RE: LGWR, EMC or app cursors?

From: Herring, David <"Herring,>
Date: Thu, 17 Oct 2019 15:33:51 +0000
Message-ID: <DM6PR02MB55641DFA5D47EADE0F645AA3D46D0_at_DM6PR02MB5564.namprd02.prod.outlook.com>



Just wanted to follow up with everyone on this issue. During the last issue bridge (that I was invited to) I emphasized how LGWR went into a wait state for the duration of the issue did we get an admission from the storage team that there *might* be a compatibility issue with the HBAs. They also agreed to decrease the timeout param on the drives from 30 to 10 sec, as Andy suggested.

Thx to all who offered their help and insight! I wish I could have run more low-level tracing but all types of standard utilities like strace, dtrace, etc. are not available to me.

Regards,

Dave

From: Andy Sayer <andysayer_at_gmail.com> Sent: Saturday, October 12, 2019 11:33 AM To: Ls Cheng <exriscer_at_gmail.com>
Cc: Herring, David <HerringD_at_DNB.com>; dmarc-noreply_at_freelists.org; oracle-l_at_freelists.org Subject: Re: LGWR, EMC or app cursors?

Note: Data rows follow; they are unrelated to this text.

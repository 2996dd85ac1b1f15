//! 通过公开入口驱动引擎：读取 JSON 描述，单步、冲突消解与分析。

use std::path::PathBuf;

use pn_engine::analysis::{self, AnalysisReport};
use pn_engine::config::EngineConfig;
use pn_engine::net::{self, Net, NetDescription, NetError};
use pn_engine::simulation::{
    FirstEnabled, RandomChooser, ScriptedChooser, Simulator, StepState, process, resolve_conflict,
};

fn fixture(name: &str) -> PathBuf {
    PathBuf::from(env!("CARGO_MANIFEST_DIR"))
        .join("tests")
        .join("fixtures")
        .join(name)
}

fn load(name: &str) -> (NetDescription, Net) {
    let description: NetDescription = net::io::read_file(fixture(name)).unwrap();
    let net = Net::try_from(&description).unwrap();
    (description, net)
}

fn tokens(description: &NetDescription, id: &str) -> i64 {
    description
        .places
        .iter()
        .find(|place| place.id == id)
        .map(|place| place.tokens)
        .unwrap()
}

#[test]
fn chain_process_moves_token() {
    let (_, net) = load("chain.json");
    let step = process(&net, &mut FirstEnabled);
    assert_eq!(step.state, StepState::Fired("t1".into()));

    let out = NetDescription::from(&step.net);
    assert_eq!(tokens(&out, "p1"), 0);
    assert_eq!(tokens(&out, "p2"), 1);
    assert_eq!(out.deterministic_mode, Some(false));
    assert_eq!(out.transitions[0].arc_ids, vec!["a1", "a2"]);

    let idle = process(&step.net, &mut FirstEnabled);
    assert!(idle.state.is_terminal());
    let idle_out = NetDescription::from(&idle.net);
    assert!(!idle_out.transitions[0].enabled);
    assert_eq!(idle.net.marking(), step.net.marking());
}

#[test]
fn conflict_then_resolution_from_description() {
    let (description, net) = load("choice.json");
    let conflict = process(&net, &mut RandomChooser::seeded(3));
    assert!(conflict.state.is_conflict());
    assert_eq!(conflict.net.marking(), net.marking());

    let mut echoed = NetDescription::from(&conflict.net);
    assert!(echoed.transitions.iter().all(|t| t.enabled));
    echoed.selected_transition_id = description.selected_transition_id.clone();

    let resumed = Net::try_from(&echoed).unwrap();
    let resolved = resolve_conflict(&resumed, echoed.selection().unwrap()).unwrap();
    assert!(resolved.state.is_terminal());
    let out = NetDescription::from(&resolved.net);
    assert_eq!(tokens(&out, "p1"), 0);
    assert_eq!(tokens(&out, "p3"), 1);
}

#[test]
fn resolving_unknown_transition_fails() {
    let (_, net) = load("choice.json");
    assert_eq!(
        resolve_conflict(&net, "nope").unwrap_err(),
        NetError::UnknownTransition("nope".into())
    );
}

#[test]
fn nondeterministic_choice_is_reproducible() {
    let (_, mut net) = load("choice.json");
    net.set_deterministic(false);

    let first = process(&net, &mut ScriptedChooser::new(vec![0]));
    let second = process(&net, &mut ScriptedChooser::new(vec![1]));
    assert_eq!(first.state, StepState::Fired("t1".into()));
    assert_eq!(second.state, StepState::Fired("t2".into()));

    let a = process(&net, &mut RandomChooser::seeded(11));
    let b = process(&net, &mut RandomChooser::seeded(11));
    assert_eq!(a.state, b.state);
}

#[test]
fn unknown_arc_type_is_rejected_at_mapping() {
    let description: NetDescription = net::io::read_file(fixture("bad_arc.json")).unwrap();
    let err = Net::try_from(&description).unwrap_err();
    assert!(matches!(err, NetError::UnknownArcType { .. }));
}

#[test]
fn mutex_net_respects_capacity_and_inhibitor() {
    let (_, net) = load("mutex.json");
    let run = Simulator::new(FirstEnabled).simulate(&net, 50);
    // enter → (leave | watch) ... 每一步 critical 都不超过 1
    for place in run.net.places.values() {
        if let Some(capacity) = place.capacity() {
            assert!(place.tokens() <= capacity);
        }
    }

    let (report, graph) = analysis::explore(&net, &Default::default());
    assert_eq!(report.reachable_states_count, 4);
    assert!(!report.reached_max_limit);
    assert_eq!(
        report.reachable_states[0],
        "alarm:0,critical:0,idle:1,lock:1"
    );
    assert_eq!(graph.node_count(), 4);
    assert_eq!(graph.edge_count(), 5);
}

#[test]
fn mutex_incidence_and_structure() {
    let (_, net) = load("mutex.json");
    let incidence = analysis::compute_incidence_matrix(&net);
    assert_eq!(
        incidence.incidence_matrix,
        vec![
            vec![-1, 1, 0],
            vec![-1, 1, 0],
            vec![1, -1, 0],
            vec![0, 0, 1],
        ]
    );

    let structural = analysis::perform_structural_analysis(&net);
    assert_eq!(structural.regular_arcs_count, 7);
    assert_eq!(structural.inhibitor_arcs_count, 1);
    assert_eq!(structural.bidirectional_arcs_count, 1);
    assert!(structural.isolated_places.is_empty());

    let boundedness = analysis::analyze_boundedness(&net);
    assert_eq!(boundedness.bounded_places_count, 3);
    assert_eq!(boundedness.unbounded_places_count, 1);
}

#[test]
fn analyze_all_serializes_with_type_tags() {
    let (_, net) = load("chain.json");
    let reports = analysis::analyze_all(&net, &EngineConfig::default());
    let json = net::io::to_json_string(&reports).unwrap();
    let value: serde_json::Value = serde_json::from_str(&json).unwrap();
    assert_eq!(value[0]["analysisType"], "Reachable States");
    assert_eq!(value[0]["reachableStatesCount"], 2);
    assert_eq!(value[3]["incidenceMatrix"], serde_json::json!([[-1], [1]]));

    match &reports[1] {
        AnalysisReport::Liveness(report) => assert!(!report.has_deadlock),
        other => panic!("unexpected report {:?}", other),
    }
}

CAUTION: This email originated from outside of D&B. Please do not click links or open attachments unless you recognize the sender and know the content is safe.

 You definitely have a storage problem, your IOs are sometimes going missing. Your system is resubmitting them when it detects a timeout (30 seconds is a common default). I wouldn't expect other IOs to fail at the same time, it's unlikely that your storage is just not working for 30 seconds at a time (you would hope that would be super obvious). It's more likely that there's a one in a billion chance for an IO to go missing and you hit that one in a billion chance several times a day.

When this missing IO happens to LGWR you immediately see the problem because every session that does a commit wait (log file sync) will end up waiting for the same 30 seconds LGWR is waiting for. You will almost certainly be seeing the same issue with your data files, you can run queries against dba_hist_event_histogram to identify how often these occur just to prove this is happening. You can also use ASH to pinpoint exact times and exact files these occur and your storage team might be able to do something with this information.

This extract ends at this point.